Le film « Deux jours, une nuit » des frères Dardenne nous montre une ouvrière, incarnée par Marion Cotillard et « victime du capitalisme financier ». Elle est licenciée à la suite d’un vote organisé par la direction de l’entreprise, où ses 15 collègues de travail ont préféré toucher une prime annuelle de 1000 euros plutôt que de maintenir le poste de leur collègue dont ils se sont passés pendant son congé maladie. Voilà une situation de travail emblématique d’un capitalisme cynique et d’un management d’une violence inouïe à l’encontre de tous les salariés de l’entreprise.
Avec son amie qui se comporte comme une syndicaliste sans en être consciente, sans en avoir les responsabilités, l’ouvrière obtient de refaire le vote à bulletin secret. On est vendredi. Sandra, avec le soutient de son amie, d’un autre salarié et de son mari, n’a que deux jours et une nuit pour aller voir tous ses collègues et les convaincre de changer d’avis. Elle se bat. Sa lutte émouvante, dramatique, avec ses phases d’abattement et de réconfort, illustre une réalité incontournable : dans cette crise globale du capitalisme, les travailleurs ne sont pas seulement le problème, ils sont la solution. Sandra, par son action « politique » transforme la situation et se transforme elle-même. Georges Canguilhem écrivait en 1947 : « tout homme veut être le sujet de ses propres normes ». A leur façon, les réalisateurs et l’actrice ont saisi ce qu’il y a d’universel dans l’activité des êtres humains : une activité où chacun contribue à transformer le monde, à partir de ses propres normes, en lien avec un monde de valeurs. Ici c’est de solidarité dont il est question une solidarité vitale pour les intéressés.
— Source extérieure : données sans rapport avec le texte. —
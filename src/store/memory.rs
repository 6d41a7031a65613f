//! In-memory chunk store for tests.

use super::{ChunkStore, StoredChunk};
use crate::audio::FrameTimestamp;
use crate::error::{PipelineError, Result};
use std::collections::HashMap;
use tokio::sync::Mutex;

/// HashMap-backed store preserving insertion order per bot id.
///
/// `with_read_failure` turns every fetch into a `PersistenceRead` error, for
/// exercising the export abort path.
#[derive(Default)]
pub struct MemoryChunkStore {
    chunks: Mutex<HashMap<String, Vec<StoredChunk>>>,
    fail_reads: bool,
}

impl MemoryChunkStore {
    pub fn new() -> Self {
        Self::default()
    }

    pub fn with_read_failure() -> Self {
        Self {
            chunks: Mutex::new(HashMap::new()),
            fail_reads: true,
        }
    }
}

#[async_trait::async_trait]
impl ChunkStore for MemoryChunkStore {
    async fn store(&self, bot_id: &str, buffer: &[u8], timestamp: FrameTimestamp) -> Result<()> {
        let chunk = StoredChunk {
            bot_id: bot_id.to_string(),
            buffer: buffer.to_vec(),
            timestamp,
        };
        self.chunks
            .lock()
            .await
            .entry(bot_id.to_string())
            .or_default()
            .push(chunk);
        Ok(())
    }

    async fn fetch_ordered(&self, bot_id: &str) -> Result<Vec<StoredChunk>> {
        if self.fail_reads {
            return Err(PipelineError::PersistenceRead {
                bot_id: bot_id.to_string(),
                message: "simulated read failure".to_string(),
            });
        }

        Ok(self
            .chunks
            .lock()
            .await
            .get(bot_id)
            .cloned()
            .unwrap_or_default())
    }
}
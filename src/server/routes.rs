use super::handlers;
use super::state::AppState;
use super::ws;
use axum::{routing::get, Router};
use tower_http::trace::TraceLayer;

/// Create the router: the WebSocket ingest endpoint plus the read-only
/// observability routes.
pub fn create_router(state: AppState) -> Router {
    Router::new()
        // Audio push from the meeting-bot platform
        .route("/stream", get(ws::stream_handler))
        // Health check
        .route("/health", get(handlers::health_check))
        // Observability
        .route("/sessions", get(handlers::list_sessions))
        .route(
            "/transcripts/:recording_id",
            get(handlers::get_transcript),
        )
        // Add tracing middleware for request logging
        .layer(TraceLayer::new_for_http())
        .with_state(state)
}
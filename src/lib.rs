pub mod audio;
pub mod config;
pub mod error;
pub mod export;
pub mod server;
pub mod session;
pub mod store;
pub mod transcribe;

pub use audio::{codec, AudioFrame, FrameTimestamp};
pub use config::Config;
pub use error::PipelineError;
pub use export::{AudioArtifact, Exporter, IntegrityConfig, IntegrityReport};
pub use server::{create_router, AppState};
pub use session::{SessionBuffer, SessionConfig, SessionHandle, SessionRegistry, Window};
pub use store::{ChunkStore, MemoryChunkStore, SledChunkStore, StoredChunk};
pub use transcribe::{
    ChannelSink, EngineConfig, LogSink, MockEngine, ModelSize, SpeechEngine, TranscriptSegment,
    TranscriptionWorker, WhisperEngine,
};
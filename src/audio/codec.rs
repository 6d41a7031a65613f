//! Wire codec for audio payloads.
//!
//! The platform pushes raw PCM16LE mono 16 kHz audio as base64 text inside a
//! JSON envelope. Decoding rejects payloads whose byte length is not a multiple
//! of 2 (an incomplete 16-bit sample means the buffer was truncated in flight).

use crate::error::{PipelineError, Result};
use base64::Engine;

/// Decode a base64 payload into raw PCM bytes, rejecting truncated buffers.
pub fn decode_bytes(payload: &str) -> Result<Vec<u8>> {
    let bytes = base64::engine::general_purpose::STANDARD
        .decode(payload)
        .map_err(|e| PipelineError::MalformedFrame {
            reason: format!("invalid base64 audio buffer: {}", e),
        })?;

    if bytes.len() % 2 != 0 {
        return Err(PipelineError::MalformedFrame {
            reason: format!("{} bytes is not a whole number of 16-bit samples", bytes.len()),
        });
    }

    Ok(bytes)
}

/// Decode a base64 payload into 16-bit little-endian samples.
pub fn decode_samples(payload: &str) -> Result<Vec<i16>> {
    let bytes = decode_bytes(payload)?;
    samples_from_bytes(&bytes)
}

/// Interpret raw bytes as PCM16LE samples.
pub fn samples_from_bytes(bytes: &[u8]) -> Result<Vec<i16>> {
    if bytes.len() % 2 != 0 {
        return Err(PipelineError::MalformedFrame {
            reason: format!("{} bytes is not a whole number of 16-bit samples", bytes.len()),
        });
    }

    Ok(bytes
        .chunks_exact(2)
        .map(|pair| i16::from_le_bytes([pair[0], pair[1]]))
        .collect())
}

/// Encode samples back to the wire representation.
///
/// Inverse of [`decode_samples`]; used by the test/simulation path, not by
/// production output.
pub fn encode_samples(samples: &[i16]) -> String {
    base64::engine::general_purpose::STANDARD.encode(samples_to_bytes(samples))
}

/// Flatten samples to PCM16LE bytes.
pub fn samples_to_bytes(samples: &[i16]) -> Vec<u8> {
    samples.iter().flat_map(|s| s.to_le_bytes()).collect()
}

#[cfg(test)]
mod tests {
    use super::*;

    #[test]
    fn round_trip_preserves_payload() {
        let samples: Vec<i16> = vec![0, 1, -1, i16::MAX, i16::MIN, 12345, -12345];
        let payload = encode_samples(&samples);
        assert_eq!(decode_samples(&payload).unwrap(), samples);
    }

    #[test]
    fn rejects_odd_byte_length() {
        let payload = base64::engine::general_purpose::STANDARD.encode([1u8, 2, 3]);
        let err = decode_samples(&payload).unwrap_err();
        assert!(matches!(err, PipelineError::MalformedFrame { .. }));
    }

    #[test]
    fn rejects_invalid_base64() {
        let err = decode_samples("not!!valid@@base64").unwrap_err();
        assert!(matches!(err, PipelineError::MalformedFrame { .. }));
    }

    #[test]
    fn decodes_little_endian() {
        // 0x0102 little-endian is bytes [0x02, 0x01]
        let payload = base64::engine::general_purpose::STANDARD.encode([0x02u8, 0x01]);
        assert_eq!(decode_samples(&payload).unwrap(), vec![0x0102]);
    }
}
Et c’est bien au réel de sa situation de travail que Sandra s’affronte pour en faire émerger un autre possible que la perte de son travail et de tout ce que cela représente pour sa vie, pour sa santé, mais aussi pour le devenir de notre société. Cette confrontation au réel pour le transformer, c’est aussi un affrontement à ses collègues de travail qui eux aussi agissent sur leur situation, à partir de leurs propres normes et valeurs, de leur propre histoire tout aussi singulière.
Dans cet autre possible que les protagonistes vont faire émerger progressivement, c’est un autre monde qu’ils dessinent et font advenir, à leur façon singulière, avec leurs propres normes et valeurs.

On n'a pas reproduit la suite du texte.